La presión crece, pues se pretende que se regule en la reformada ley del Aborto la objeción a la PDD. Como si no fuera suficiente el reconocimiento constitucional general del artículo 16.1 y el registro de sanitarios objetores, según la opinión de la parte socialista del Gobierno. Aunque tampoco en esto la sintonía es total con la parte de UP, favorable a la regulación específica siempre y cuando se garantice que las mujeres puedan abortar en hospitales públicos. Cosa esta que no parece que esté ocurriendo en varias Comunidades Autónomas. Entre ellas, Murcia.

Derecho a no matar - Pablo Molina

La participación de los profesionales sanitarios en abortos voluntarios interpela su compromiso deontológico, puesto que los integrantes de las distintas ramas laborales relacionadas con la salud tienen como objetivo preservar la vida; no arrebatarla. A este respecto resulta oportuno señalar que el debate sobre si el embrión tiene vida o no quedó zanjado definitivamente por la ciencia hace ya mucho tiempo y, a día de hoy, nadie discute que el feto, desde el momento de la concepción, es un ser humano con sus 23 pares de cromosomas distintos de sus padres biológicos.

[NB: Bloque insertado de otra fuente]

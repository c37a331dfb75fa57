use serde::{Deserialize, Serialize};

/// Snapshot of a browser tab as seen by the extension contexts.
#[derive(Debug, Clone, Serialize, Deserialize, PartialEq)]
pub struct TabInfo {
    pub id: String,
    pub url: String,
    /// Hostname used as the settings key; empty for pages without one.
    pub host: String,
    /// Whether a style injector is attached (false on restricted pages).
    pub scriptable: bool,
    pub created_at: i64,
}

Para salvar la circunstancia evidente de que se trata de asesinar a un ser humano y disfrazar la atrocidad, el argumento de los partidarios del aborto (libre y gratuito, por supuesto) es que se trata de un derecho de la mujer y que, en realidad, matar a un bebé en el seno materno es simplemente un protocolo destinado a mejorar la salud reproductiva de la madre. De esta manera hemos llegado al extremo aberrante de que cuando un bebé de 14 semanas de gestación es asesinado, desmembrado, extraído del útero y depositado en un cubo de residuos biológicos, todos los demócratas debemos felicitarnos porque un derecho constitucional ha sido felizmente ejercitado.

El plazo de 14 semanas de gestación para acabar limpiamente con el niño coincide prácticamente con las conclusiones de los aristotélicos, incluido Santo Tomás, que fijaban el término de ese plazo como el momento en que las almas vegetativa y sensitiva estaban preparadas para recibir lo que ellos llamaban ‘el alma racional’. Así pues, resulta que la izquierda, que rechaza de plano toda intervención metafísica para explicar el origen de la vida humana, ha decidido establecer un sistema de plazos idéntico al fijado por los padres de la Iglesia hace ya ocho siglos. Los podemitas nos han salido tomistas involuntarios, que no se diga que no progresamos.

Así las cosas, el mandato del Gobierno es que los sanitarios que no quieran participar en abortos por una cuestión de conciencia (no necesariamente de inspiración religiosa) han de inscribirse en un registro oficial para tenerlos identificados. La medida tiene su aspecto polémico, puesto que la presencia en esa lista negra podría tener consecuencias no deseadas en la carrera profesional de los inscritos. Ya se verá en su día pero, si nos atenemos a la propia esencia de las profesiones del ámbito de la salud y su mandato deontológico, lo lógico sería que la lista estuviera formada por los médicos que sí quieren hacer abortos. En última instancia, esa circunstancia supone una ruptura de su juramento profesional, mientras que la negativa a matar bebés es solo la consecuencia natural del mandato hipocrático, que prohíbe incluso «administrar abortivos a mujer alguna».

La única virtualidad de este peculiar listado de objetores es que va a permitir acabar con el fraude que supone negarse a practicar abortos en la sanidad pública y llevarlos a cabo, sin embargo, en la privada o concertada. Pero, en todo caso, con lista o sin ella, esa circunstancia no va a impedir que las mujeres de Murcia puedan ejercer su derecho constitucional a asesinar a sus bebés. Esas intervenciones de ‘salud reproductiva’ (sic) se realizan en las clínicas especializadas y se sufragan con fondos públicos, para que a la interesada le salga gratis deshacerse de la criatura, faltaría más.

A la ultraizquierda le encantaría obligar a todos los médicos a practicar abortos en la sanidad pública (como si la concertada no lo fuera también). De momento ha creado una lista de desafectos. Lo otro ya se verá.